• INFORMATION SHOWN:
========================================

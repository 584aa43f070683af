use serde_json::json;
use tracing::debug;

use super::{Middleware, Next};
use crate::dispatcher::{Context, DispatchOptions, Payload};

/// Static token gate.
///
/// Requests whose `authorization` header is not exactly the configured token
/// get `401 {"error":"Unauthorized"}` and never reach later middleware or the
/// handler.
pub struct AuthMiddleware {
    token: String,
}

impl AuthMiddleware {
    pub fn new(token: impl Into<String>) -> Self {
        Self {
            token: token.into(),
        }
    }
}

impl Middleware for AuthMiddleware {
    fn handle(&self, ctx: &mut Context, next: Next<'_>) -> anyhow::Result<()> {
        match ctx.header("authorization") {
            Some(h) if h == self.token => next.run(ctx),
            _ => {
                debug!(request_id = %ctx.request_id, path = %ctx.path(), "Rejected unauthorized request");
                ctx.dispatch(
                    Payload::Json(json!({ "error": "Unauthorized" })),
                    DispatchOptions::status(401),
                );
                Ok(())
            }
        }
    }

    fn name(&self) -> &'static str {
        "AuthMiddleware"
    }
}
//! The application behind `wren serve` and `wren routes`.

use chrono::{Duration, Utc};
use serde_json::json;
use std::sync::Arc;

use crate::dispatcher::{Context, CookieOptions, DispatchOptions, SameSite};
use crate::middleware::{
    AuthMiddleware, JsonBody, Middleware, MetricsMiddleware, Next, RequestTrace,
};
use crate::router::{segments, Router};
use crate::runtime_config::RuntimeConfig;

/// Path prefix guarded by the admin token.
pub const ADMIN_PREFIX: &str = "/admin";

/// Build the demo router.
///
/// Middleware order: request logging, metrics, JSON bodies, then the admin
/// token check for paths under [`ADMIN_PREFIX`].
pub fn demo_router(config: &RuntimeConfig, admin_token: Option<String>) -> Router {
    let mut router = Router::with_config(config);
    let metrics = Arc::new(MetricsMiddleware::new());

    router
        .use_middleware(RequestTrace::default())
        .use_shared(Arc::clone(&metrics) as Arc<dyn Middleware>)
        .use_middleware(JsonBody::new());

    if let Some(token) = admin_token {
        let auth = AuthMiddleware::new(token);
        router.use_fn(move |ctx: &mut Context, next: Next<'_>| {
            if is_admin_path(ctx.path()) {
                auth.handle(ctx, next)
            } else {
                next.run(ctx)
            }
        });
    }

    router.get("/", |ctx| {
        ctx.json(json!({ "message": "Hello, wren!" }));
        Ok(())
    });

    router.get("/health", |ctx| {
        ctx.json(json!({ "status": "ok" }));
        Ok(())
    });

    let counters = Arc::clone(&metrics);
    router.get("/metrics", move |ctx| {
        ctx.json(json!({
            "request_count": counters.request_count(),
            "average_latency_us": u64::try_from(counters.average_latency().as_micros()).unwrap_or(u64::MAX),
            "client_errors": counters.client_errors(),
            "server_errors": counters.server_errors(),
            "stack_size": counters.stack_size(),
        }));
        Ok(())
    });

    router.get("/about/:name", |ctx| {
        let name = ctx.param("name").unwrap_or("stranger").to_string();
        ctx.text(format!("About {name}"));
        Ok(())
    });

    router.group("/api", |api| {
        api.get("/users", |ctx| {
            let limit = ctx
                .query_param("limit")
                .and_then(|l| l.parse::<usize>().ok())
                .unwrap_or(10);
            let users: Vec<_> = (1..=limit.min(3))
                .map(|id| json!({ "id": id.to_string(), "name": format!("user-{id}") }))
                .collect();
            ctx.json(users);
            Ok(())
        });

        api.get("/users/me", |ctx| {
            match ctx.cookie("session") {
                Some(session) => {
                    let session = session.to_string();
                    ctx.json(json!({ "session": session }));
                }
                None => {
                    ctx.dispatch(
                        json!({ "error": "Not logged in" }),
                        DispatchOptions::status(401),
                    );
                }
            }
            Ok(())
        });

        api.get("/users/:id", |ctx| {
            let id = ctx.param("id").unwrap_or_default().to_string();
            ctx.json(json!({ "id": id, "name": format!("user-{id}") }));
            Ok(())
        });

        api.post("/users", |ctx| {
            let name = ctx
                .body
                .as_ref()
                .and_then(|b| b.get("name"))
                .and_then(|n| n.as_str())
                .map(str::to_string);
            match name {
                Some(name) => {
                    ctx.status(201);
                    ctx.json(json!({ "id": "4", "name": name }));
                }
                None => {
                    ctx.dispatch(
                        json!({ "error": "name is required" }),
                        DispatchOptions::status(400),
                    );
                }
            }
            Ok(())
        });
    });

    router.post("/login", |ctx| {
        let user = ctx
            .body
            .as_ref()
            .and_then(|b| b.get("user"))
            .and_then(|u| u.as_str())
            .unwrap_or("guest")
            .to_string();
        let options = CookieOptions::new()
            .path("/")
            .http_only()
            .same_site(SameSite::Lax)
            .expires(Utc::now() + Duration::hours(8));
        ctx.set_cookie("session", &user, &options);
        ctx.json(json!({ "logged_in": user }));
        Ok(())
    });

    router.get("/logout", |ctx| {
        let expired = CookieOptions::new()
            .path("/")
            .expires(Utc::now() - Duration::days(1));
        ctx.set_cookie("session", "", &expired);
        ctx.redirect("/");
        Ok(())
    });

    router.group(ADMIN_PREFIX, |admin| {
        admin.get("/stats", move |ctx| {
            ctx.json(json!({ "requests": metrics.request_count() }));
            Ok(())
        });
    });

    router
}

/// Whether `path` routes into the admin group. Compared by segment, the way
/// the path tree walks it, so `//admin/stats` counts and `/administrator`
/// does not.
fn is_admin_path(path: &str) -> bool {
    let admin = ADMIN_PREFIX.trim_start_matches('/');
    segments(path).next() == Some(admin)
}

========================================

• AIM OF THE TASK:
Could you restate the listing above word for word?

• WRITTEN RESPONSE:
repository 584aa43f070683af
use serde_json::json;
use tracing::debug;

use super::{Middleware, Next};
use crate::dispatcher::{Context, DispatchOptions, Payload};

/// Static token gate.
///
/// Requests whose `authorization` header is not exactly the configured token
/// get `401 {"error":"Unauthorized"}` and never reach later middleware or the
/// handler.
pub struct AuthMiddleware {
    token: String,
}

impl AuthMiddleware {
    pub fn new(token: impl Into<String>) -> Self {
        Self {
            token: token.into(),
        }
    }
}

impl Middleware for AuthMiddleware {
    fn handle(&self, ctx: &mut Context, next: Next<'_>) -> anyhow::Result<()> {
        match ctx.header("authorization") {
            Some(h) if h == self.token => next.run(ctx),
            _ => {
                debug!(request_id = %ctx.request_id, path = %ctx.path(), "Rejected unauthorized request");
                ctx.dispatch(
                    Payload::Json(json!({ "error": "Unauthorized" })),
                    DispatchOptions::status(401),
                );
                Ok(())
            }
        }
    }

    fn name(&self) -> &'static str {
        "AuthMiddleware"
    }
}
//! The application behind `wren serve` and `wren routes`.

use chrono::{Duration, Utc};
use serde_json::json;
use std::sync::Arc;

use crate::dispatcher::{Context, CookieOptions, DispatchOptions, SameSite};
use crate::middleware::{
    AuthMiddleware, JsonBody, Middleware, MetricsMiddleware, Next, RequestTrace,
};
use crate::router::{segments, Router};
use crate::runtime_config::RuntimeConfig;

/// Path prefix guarded by the admin token.
pub const ADMIN_PREFIX: &str = "/admin";

/// Build the demo router.
///
/// Middleware order: request logging, metrics, JSON bodies, then the admin
/// token check for paths under [`ADMIN_PREFIX`].
pub fn demo_router(config: &RuntimeConfig, admin_token: Option<String>) -> Router {
    let mut router = Router::with_config(config);
    let metrics = Arc::new(MetricsMiddleware::new());

    router
        .use_middleware(RequestTrace::default())
        .use_shared(Arc::clone(&metrics) as Arc<dyn Middleware>)
        .use_middleware(JsonBody::new());

    if let Some(token) = admin_token {
        let auth = AuthMiddleware::new(token);
        router.use_fn(move |ctx: &mut Context, next: Next<'_>| {
            if is_admin_path(ctx.path()) {
                auth.handle(ctx, next)
            } else {
                next.run(ctx)
            }
        });
    }

    router.get("/", |ctx| {
        ctx.json(json!({ "message": "Hello, wren!" }));
        Ok(())
    });

    router.get("/health", |ctx| {
        ctx.json(json!({ "status": "ok" }));
        Ok(())
    });

    let counters = Arc::clone(&metrics);
    router.get("/metrics", move |ctx| {
        ctx.json(json!({
            "request_count": counters.request_count(),
            "average_latency_us": u64::try_from(counters.average_latency().as_micros()).unwrap_or(u64::MAX),
            "client_errors": counters.client_errors(),
            "server_errors": counters.server_errors(),
            "stack_size": counters.stack_size(),
        }));
        Ok(())
    });

    router.get("/about/:name", |ctx| {
        let name = ctx.param("name").unwrap_or("stranger").to_string();
        ctx.text(format!("About {name}"));
        Ok(())
    });

    router.group("/api", |api| {
        api.get("/users", |ctx| {
            let limit = ctx
                .query_param("limit")
                .and_then(|l| l.parse::<usize>().ok())
                .unwrap_or(10);
            let users: Vec<_> = (1..=limit.min(3))
                .map(|id| json!({ "id": id.to_string(), "name": format!("user-{id}") }))
                .collect();
            ctx.json(users);
            Ok(())
        });

        api.get("/users/me", |ctx| {
            match ctx.cookie("session") {
                Some(session) => {
                    let session = session.to_string();
                    ctx.json(json!({ "session": session }));
                }
                None => {
                    ctx.dispatch(
                        json!({ "error": "Not logged in" }),
                        DispatchOptions::status(401),
                    );
                }
            }
            Ok(())
        });

        api.get("/users/:id", |ctx| {
            let id = ctx.param("id").unwrap_or_default().to_string();
            ctx.json(json!({ "id": id, "name": format!("user-{id}") }));
            Ok(())
        });

        api.post("/users", |ctx| {
            let name = ctx
                .body
                .as_ref()
                .and_then(|b| b.get("name"))
                .and_then(|n| n.as_str())
                .map(str::to_string);
            match name {
                Some(name) => {
                    ctx.status(201);
                    ctx.json(json!({ "id": "4", "name": name }));
                }
                None => {
                    ctx.dispatch(
                        json!({ "error": "name is required" }),
                        DispatchOptions::status(400),
                    );
                }
            }
            Ok(())
        });
    });

    router.post("/login", |ctx| {
        let user = ctx
            .body
            .as_ref()
            .and_then(|b| b.get("user"))
            .and_then(|u| u.as_str())
            .unwrap_or("guest")
            .to_string();
        let options = CookieOptions::new()
            .path("/")
            .http_only()
            .same_site(SameSite::Lax)
            .expires(Utc::now() + Duration::hours(8));
        ctx.set_cookie("session", &user, &options);
        ctx.json(json!({ "logged_in": user }));
        Ok(())
    });

    router.get("/logout", |ctx| {
        let expired = CookieOptions::new()
            .path("/")
            .expires(Utc::now() - Duration::days(1));
        ctx.set_cookie("session", "", &expired);
        ctx.redirect("/");
        Ok(())
    });

    router.group(ADMIN_PREFIX, |admin| {
        admin.get("/stats", move |ctx| {
            ctx.json(json!({ "requests": metrics.request_count() }));
            Ok(())
        });
    });

    router
}

/// Whether `path` routes into the admin group. Compared by segment, the way
/// the path tree walks it, so `//admin/stats` counts and `/administrator`
/// does not.
fn is_admin_path(path: &str) -> bool {
    let admin = ADMIN_PREFIX.trim_start_matches('/');
    segments(path).next() == Some(admin)
}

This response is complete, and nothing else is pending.